Per ogni storia che ci avete raccontato, per ogni momento, anche piccolo piccolo, che ci avete dedicato… per averci donato le vostre emozioni, grazie!

Vi auguriamo un Natale colmo di piccole cose preziose, di silenzi appaganti e gioiose condivisioni; di bellissime storia raccontate guardandosi negli occhi.

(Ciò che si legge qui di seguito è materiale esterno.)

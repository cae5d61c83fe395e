//! The real filesystem of this machine

use anyhow::{Context, Result};
use async_trait::async_trait;
use chrono::{DateTime, Local};
use std::collections::BTreeMap;
use std::fs;
use std::path::{Path, PathBuf};
use std::time::Duration;
use tracing::{debug, info};
use walkdir::WalkDir;
use wayfinder_core::{process, Config, NavigationState, PathFlavor, ProgramRun};

use crate::capabilities::security::ProgramApproval;
use crate::capabilities::{Computer, DirectoryMatch};

/// Filesystem-backed computer. Locations are canonical absolute paths.
pub struct LocalComputer {
    navigation: NavigationState,
    flavor: PathFlavor,
    roots: Vec<PathBuf>,
    max_depth: usize,
    max_results_per_root: usize,
    program_timeout: Duration,
    approval: Box<dyn ProgramApproval>,
}

impl LocalComputer {
    pub fn new(start: &Path, config: &Config, approval: Box<dyn ProgramApproval>) -> Result<Self> {
        let start = fs::canonicalize(start)
            .with_context(|| format!("Start directory {} does not exist", start.display()))?;
        if !start.is_dir() {
            anyhow::bail!("Start location {} is not a directory", start.display());
        }

        Ok(Self {
            navigation: NavigationState::new(display(&start), config.agent.history_limit),
            flavor: PathFlavor::native(),
            roots: config.search_roots(),
            max_depth: config.search.max_depth,
            max_results_per_root: config.search.max_results_per_root,
            program_timeout: Duration::from_secs(config.programs.timeout_secs),
            approval,
        })
    }

    /// Override the roots `find_directory` walks
    pub fn with_roots(mut self, roots: Vec<PathBuf>) -> Self {
        self.roots = roots;
        self
    }

    /// Resolve `path` against the current directory
    fn resolve(&self, path: &str) -> PathBuf {
        let path = path.trim().trim_matches('"');
        let expanded = match path.strip_prefix('~') {
            Some(rest) => match dirs::home_dir() {
                Some(home) => home.join(rest.trim_start_matches(['/', '\\'])),
                None => PathBuf::from(path),
            },
            None => PathBuf::from(path),
        };

        if expanded.is_absolute() {
            expanded
        } else {
            Path::new(self.navigation.current()).join(expanded)
        }
    }

    fn current_path(&self) -> &Path {
        Path::new(self.navigation.current())
    }
}

/// Location string for `path`; drops the `\\?\` prefix `canonicalize` adds to drive paths on Windows
fn display(path: &Path) -> String {
    let text = path.to_string_lossy();
    let drive = text
        .strip_prefix(r"\\?\")
        .filter(|rest| rest.as_bytes().get(1) == Some(&b':'));
    if let Some(rest) = drive {
        return rest.to_string();
    }
    text.into_owned()
}

fn modified_date(meta: &fs::Metadata) -> String {
    meta.modified()
        .map(|t| DateTime::<Local>::from(t).format("%Y-%m-%d").to_string())
        .unwrap_or_else(|_| "unknown".to_string())
}

fn is_hidden(entry: &walkdir::DirEntry) -> bool {
    entry.depth() > 0 && entry.file_name().to_string_lossy().starts_with('.')
}

#[async_trait]
impl Computer for LocalComputer {
    fn change_directory(&mut self, path: &str) -> Result<bool> {
        let target = self.resolve(path);
        let Ok(target) = fs::canonicalize(&target) else {
            debug!(path, "change_directory: no such path");
            return Ok(false);
        };
        if !target.is_dir() {
            return Ok(false);
        }
        self.navigation.navigate_to(display(&target));
        Ok(true)
    }

    fn go_up(&mut self) -> Result<bool> {
        Ok(self.navigation.go_up(self.flavor))
    }

    fn go_back(&mut self) -> Result<bool> {
        Ok(self.navigation.go_back())
    }

    fn go_forward(&mut self) -> Result<bool> {
        Ok(self.navigation.go_forward())
    }

    fn current_directory(&self) -> Result<String> {
        Ok(self.navigation.current().to_string())
    }

    fn list_directory(&self) -> Result<Vec<String>> {
        let dir = self.current_path();
        let mut names = fs::read_dir(dir)
            .with_context(|| format!("Failed to read {}", dir.display()))?
            .filter_map(|e| e.ok())
            .map(|e| e.file_name().to_string_lossy().into_owned())
            .collect::<Vec<_>>();
        names.sort();
        Ok(names)
    }

    fn find_directory(&self, query: &str) -> Result<Vec<DirectoryMatch>> {
        let needle = query.to_lowercase();
        let mut matches = Vec::new();

        for root in &self.roots {
            let found = WalkDir::new(root)
                .min_depth(1)
                .max_depth(self.max_depth)
                .into_iter()
                .filter_entry(|e| !is_hidden(e))
                .filter_map(|e| e.ok())
                .filter(|e| e.file_type().is_dir())
                .filter(|e| e.file_name().to_string_lossy().to_lowercase().contains(&needle))
                .take(self.max_results_per_root)
                .map(|e| DirectoryMatch {
                    name: e.file_name().to_string_lossy().into_owned(),
                    path: display(e.path()),
                    date_modified: e
                        .metadata()
                        .map(|m| modified_date(&m))
                        .unwrap_or_else(|_| "unknown".to_string()),
                });
            matches.extend(found);
        }

        debug!(query, roots = self.roots.len(), found = matches.len(), "find_directory");
        Ok(matches)
    }

    async fn run_application(
        &mut self,
        path: &str,
        kwargs: &BTreeMap<String, String>,
    ) -> Result<String> {
        let program = self.resolve(path);
        let args: Vec<String> = kwargs
            .get("arguments")
            .map(|a| a.split_whitespace().map(str::to_string).collect())
            .unwrap_or_default();

        if !process::is_executable(&program) {
            return Ok(format!("{} is not a valid program.", path));
        }

        if !self.approval.approve(&program, &args) {
            info!(program = %program.display(), "Program run declined");
            return Ok(format!("The user declined to run {}.", path));
        }

        info!(program = %program.display(), args = args.len(), "Running program");
        let run = process::run_program(&program, &args, self.program_timeout).await?;
        Ok(match run {
            ProgramRun::Completed { code, output } if output.is_empty() => match code {
                Some(code) => format!("(no output, exit code {})", code),
                None => "(no output, terminated by signal)".to_string(),
            },
            ProgramRun::Completed { output, .. } => output,
            ProgramRun::TimedOut { output } => format!(
                "{}\n(stopped after the {}s timeout)",
                output,
                self.program_timeout.as_secs()
            ),
            ProgramRun::NotRunnable => format!("{} is not a valid program.", path),
        })
    }

    fn navigation(&self) -> &NavigationState {
        &self.navigation
    }
}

Vi auguriamo di tornare un pò bambini e di desiderare…

Vi auguriamo uno splendido Natale 

 

Un dolcissimo grazie

Oggi abbiamo ricevuto questo delizioso biglietto  da parte della piccola, dolcissima, Beatrice, per ringraziarci della fiaba che le abbiamo dedicato; il regalo più bello per noi, insieme al simpaticissimo segnalibro che ci ha donato.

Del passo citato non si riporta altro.